Texas primary care physicians would receive a temporary fee increase in 2013-2014 for treating Medicaid patients if the Centers for Medicare & Medicaid Services (CMS) adopts a rule it proposed May 9. The proposal would make $11 billion available to states to increase Medicaid primary care reimbursement under the Patient Protection and Affordable Care Act.
The Texas Medical Association is analyzing the 78-page rule to determine its impact on Texas physicians. The proposal increases certain evaluation and management codes, including office visits, and vaccine administration fees to Medicare parity when billed by internists, family physicians, and pediatricians. The rule also would extend the higher payments to the subspecialists of those respective specialties. For example, a gastroenterologist or a pediatric cardiologist also would benefit from a higher fee when billing an office visit. The rules, as proposed, do not apply to services provided by nurse practitioners or physician assistants unless the service is billed under the physician's Medicaid number. The federal government will pay the entire cost of the higher payment rates.
Texas is simultaneously moving forward with its own plans to implement the federal initiative, says Helen Kent Davis, director of TMA's Office of Governmental Affairs. She added that the Texas Health and Human Services Commission has told the legislature that it will recommend increases for specialty services and physicians in the Children's Health Insurance Program.

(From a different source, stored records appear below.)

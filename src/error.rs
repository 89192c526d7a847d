//! Error types for Scribe
//!
//! This module defines all error types used throughout the application,
//! using `thiserror` for ergonomic error handling.

use thiserror::Error;

/// Main error type for Scribe operations
///
/// Storage variants separate the fatal startup failure (`StorageUnavailable`)
/// from per-operation failures (`StorageIo`) so callers can decide whether to
/// abort or to report and carry on.
#[derive(Error, Debug)]
pub enum ScribeError {
    /// The persistent store could not be opened at all
    #[error("Storage unavailable: {0}")]
    StorageUnavailable(String),

    /// A single store operation failed
    #[error("Storage error: {0}")]
    StorageIo(String),

    /// User input was rejected before any write
    #[error("Validation error: {0}")]
    Validation(String),

    /// A note with the requested title already exists
    #[error("A note titled '{0}' already exists")]
    DuplicateTitle(String),

    /// The completion endpoint rejected or failed the request
    #[error("Completion error: {0}")]
    Completion(String),

    /// A referenced record does not exist
    #[error("Not found: {0}")]
    NotFound(String),

    /// An in-flight completion was superseded or cancelled
    #[error("Completion request was cancelled")]
    Cancelled,

    /// Configuration-related errors
    #[error("Configuration error: {0}")]
    Config(String),

    /// IO errors
    #[error("IO error: {0}")]
    Io(#[from] std::io::Error),

    /// JSON serialization/deserialization errors
    #[error("Serialization error: {0}")]
    Serialization(#[from] serde_json::Error),

    /// YAML parsing errors
    #[error("YAML error: {0}")]
    Yaml(#[from] serde_yaml::Error),

    /// HTTP client construction errors
    #[error("HTTP error: {0}")]
    Http(#[from] reqwest::Error),
}

impl ScribeError {
    /// Whether this error should stop the application instead of being reported
    pub fn is_fatal(&self) -> bool {
        matches!(self, Self::StorageUnavailable(_))
    }
}

/// Result type alias for Scribe operations
///
/// This is a convenience alias that uses `anyhow::Error` as the error type,
/// allowing for rich error context and easy error propagation. Callers that
/// need to branch on the failure kind downcast to [`ScribeError`].
pub type Result<T> = anyhow::Result<T>;

/// Downcast an `anyhow::Error` to a [`ScribeError`] if it carries one
pub fn as_scribe_error(err: &anyhow::Error) -> Option<&ScribeError> {
    err.downcast_ref::<ScribeError>()
}

#[cfg(test)]
mod tests {
    use super::*;

    #[test]
    fn test_storage_unavailable_display() {
        let error = ScribeError::StorageUnavailable("database locked".to_string());
        assert_eq!(error.to_string(), "Storage unavailable: database locked");
    }

    #[test]
    fn test_storage_io_display() {
        let error = ScribeError::StorageIo("flush failed".to_string());
        assert_eq!(error.to_string(), "Storage error: flush failed");
    }

    #[test]
    fn test_duplicate_title_display() {
        let error = ScribeError::DuplicateTitle("Groceries".to_string());
        assert_eq!(error.to_string(), "A note titled 'Groceries' already exists");
    }

    #[test]
    fn test_completion_error_display() {
        let error = ScribeError::Completion("HTTP error! status: 401 - bad key".to_string());
        assert_eq!(
            error.to_string(),
            "Completion error: HTTP error! status: 401 - bad key"
        );
    }

    #[test]
    fn test_only_storage_unavailable_is_fatal() {
        assert!(ScribeError::StorageUnavailable("x".into()).is_fatal());
        assert!(!ScribeError::StorageIo("x".into()).is_fatal());
        assert!(!ScribeError::Validation("x".into()).is_fatal());
        assert!(!ScribeError::Cancelled.is_fatal());
    }

    #[test]
    fn test_downcast_through_anyhow() {
        let err: anyhow::Error = ScribeError::NotFound("chat_1".to_string()).into();
        assert!(matches!(
            as_scribe_error(&err),
            Some(ScribeError::NotFound(id)) if id == "chat_1"
        ));
    }

    #[test]
    fn test_io_error_conversion() {
        let io_error = std::io::Error::new(std::io::ErrorKind::NotFound, "file not found");
        let error: ScribeError = io_error.into();
        assert!(matches!(error, ScribeError::Io(_)));
    }

    #[test]
    fn test_yaml_error_conversion() {
        let yaml_error = serde_yaml::from_str::<serde_yaml::Value>("invalid: : yaml").unwrap_err();
        let error: ScribeError = yaml_error.into();
        assert!(matches!(error, ScribeError::Yaml(_)));
    }

    #[test]
    fn test_error_is_send_sync() {
        fn assert_send_sync<T: Send + Sync>() {}
        assert_send_sync::<ScribeError>();
    }
}
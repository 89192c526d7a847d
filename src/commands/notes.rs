use crate::cli::NotesCommand;
use crate::commands::{confirm, preview};
use crate::error::{Result, ScribeError};
use crate::notes::NotesRepository;
use colored::Colorize;
use prettytable::{format, Table};

/// Handle notes commands
pub async fn handle_notes(command: NotesCommand, repo: &NotesRepository) -> Result<()> {
    match command {
        NotesCommand::List => {
            let notes = repo.list_all().await?;

            if notes.is_empty() {
                println!("{}", "No notes yet.".yellow());
                println!(
                    "Use {} to create one.",
                    "scribe notes save --title <TITLE> --body <BODY>".cyan()
                );
                return Ok(());
            }

            let mut table = Table::new();
            table.set_format(*format::consts::FORMAT_BORDERS_ONLY);
            table.add_row(prettytable::row!["Title".bold(), "Body".bold()]);

            for note in notes {
                table.add_row(prettytable::row![note.title.cyan(), preview(&note.body, 50)]);
            }

            println!("\nNotes:");
            table.printstd();
            println!();
        }
        NotesCommand::Show { title } => {
            let note = repo
                .get(&title)
                .await?
                .ok_or_else(|| ScribeError::NotFound(format!("note '{}'", title)))?;
            println!("{}", note.title.bold());
            println!("{}", "-".repeat(note.title.chars().count()));
            println!("{}", note.body);
        }
        NotesCommand::Save {
            title,
            body,
            previous,
        } => {
            let note = repo.save(&title, &body, previous.as_deref()).await?;
            match previous.as_deref() {
                Some(old) if old != note.title => {
                    println!(
                        "{}",
                        format!("Renamed note '{}' to '{}'", old, note.title).green()
                    );
                }
                Some(_) => println!("{}", format!("Updated note '{}'", note.title).green()),
                None => println!("{}", format!("Saved note '{}'", note.title).green()),
            }
        }
        NotesCommand::Delete { title, yes } => {
            if repo.get(&title).await?.is_none() {
                return Err(ScribeError::NotFound(format!("note '{}'", title)).into());
            }
            if !yes && !confirm(&format!("Delete note '{}'?", title))? {
                println!("Cancelled.");
                return Ok(());
            }
            repo.remove(&title).await?;
            println!("{}", format!("Deleted note '{}'", title).green());
        }
    }

    Ok(())
}
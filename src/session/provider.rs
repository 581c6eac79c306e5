//! Wallet provider seam.

use alloy::primitives::Address;
use std::future::Future;

use crate::blockchain::{BlockchainResult, ChainId};

/// The host's wallet capability.
///
/// The provider owns the credential; the portal only learns which accounts
/// it may use and which network the wallet is on.
pub trait WalletProvider: Send + Sync {
    /// Accounts already authorized for this portal, without prompting.
    fn get_authorized_accounts(&self) -> impl Future<Output = BlockchainResult<Vec<Address>>> + Send;

    /// Prompt the user to authorize an account.
    fn request_accounts(&self) -> impl Future<Output = BlockchainResult<Vec<Address>>> + Send;

    /// Network the wallet is currently on.
    fn get_chain_id(&self) -> impl Future<Output = BlockchainResult<ChainId>> + Send;
}
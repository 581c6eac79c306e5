//! Observability subsystem.
//!
//! # Data Flow
//! ```text
//! Controller, chain adapters, event poller produce:
//!     → logging.rs (structured log events via tracing)
//!     → metrics.rs (counters, gauges)
//!
//! Consumers:
//!     → stderr (pretty or JSON)
//!     → Prometheus scrape endpoint (optional)
//! ```
//!
//! # Design Decisions
//! - Structured fields instead of formatted strings
//! - Metrics are cheap no-ops until an exporter is installed

pub mod logging;
pub mod metrics;
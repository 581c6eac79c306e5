//! Contract bindings for both portal flavours.

use alloy::primitives::{B256, U256};
use alloy::rpc::types::Log;
use alloy::sol;
use alloy::sol_types::SolEvent;

use crate::config::ContractVariant;
use crate::session::Interaction;

sol! {
    #[sol(rpc)]
    contract PokePortal {
        struct Poke {
            address poker;
            string message;
            uint256 timestamp;
        }

        /// Emitted for every poke.
        event NewPoke(address indexed from, uint256 timestamp, string message);

        function poke(string memory _message) public;
        function getAllPokes() public view returns (Poke[] memory);
        function getTotalPokes() public view returns (uint256);
    }
}

sol! {
    #[sol(rpc)]
    contract WavePortal {
        struct Wave {
            address waver;
            string message;
            uint256 timestamp;
        }

        /// Emitted for every wave.
        event NewWave(address indexed from, uint256 timestamp, string message);

        function wave(string memory _message) public;
        function getAllWaves() public view returns (Wave[] memory);
        function getTotalWaves() public view returns (uint256);
    }
}

impl ContractVariant {
    /// Topic0 of the variant's interaction event.
    pub fn event_signature(self) -> B256 {
        match self {
            ContractVariant::Poke => PokePortal::NewPoke::SIGNATURE_HASH,
            ContractVariant::Wave => WavePortal::NewWave::SIGNATURE_HASH,
        }
    }

    /// Solidity name of the variant's interaction event.
    pub fn event_name(self) -> &'static str {
        match self {
            ContractVariant::Poke => "NewPoke",
            ContractVariant::Wave => "NewWave",
        }
    }

    /// Decode an interaction event log. Returns `None` for foreign logs.
    pub fn decode_event(self, log: &Log) -> Option<Interaction> {
        match self {
            ContractVariant::Poke => {
                let event = log.log_decode::<PokePortal::NewPoke>().ok()?.inner.data;
                Some(Interaction::from_chain(event.from, secs(event.timestamp), event.message))
            }
            ContractVariant::Wave => {
                let event = log.log_decode::<WavePortal::NewWave>().ok()?.inner.data;
                Some(Interaction::from_chain(event.from, secs(event.timestamp), event.message))
            }
        }
    }
}

impl From<PokePortal::Poke> for Interaction {
    fn from(poke: PokePortal::Poke) -> Self {
        Interaction::from_chain(poke.poker, secs(poke.timestamp), poke.message)
    }
}

impl From<WavePortal::Wave> for Interaction {
    fn from(wave: WavePortal::Wave) -> Self {
        Interaction::from_chain(wave.waver, secs(wave.timestamp), wave.message)
    }
}

/// Contract timestamps are Unix seconds in a uint256.
fn secs(timestamp: U256) -> u64 {
    u64::try_from(timestamp).unwrap_or(u64::MAX)
}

Health and Human Services Secretary Kathleen Sebelius said the intent of the proposed increase is to encourage primary care physicians to provide checkups, preventive screenings, and vaccines to Medicaid beneficiaries and "help improve health and reduce costs by preventing illnesses before they happen and catching small problems before they turn into big ones."
Modern Healthcare reported that CMS officials will examine options for continuing the increase after 2014.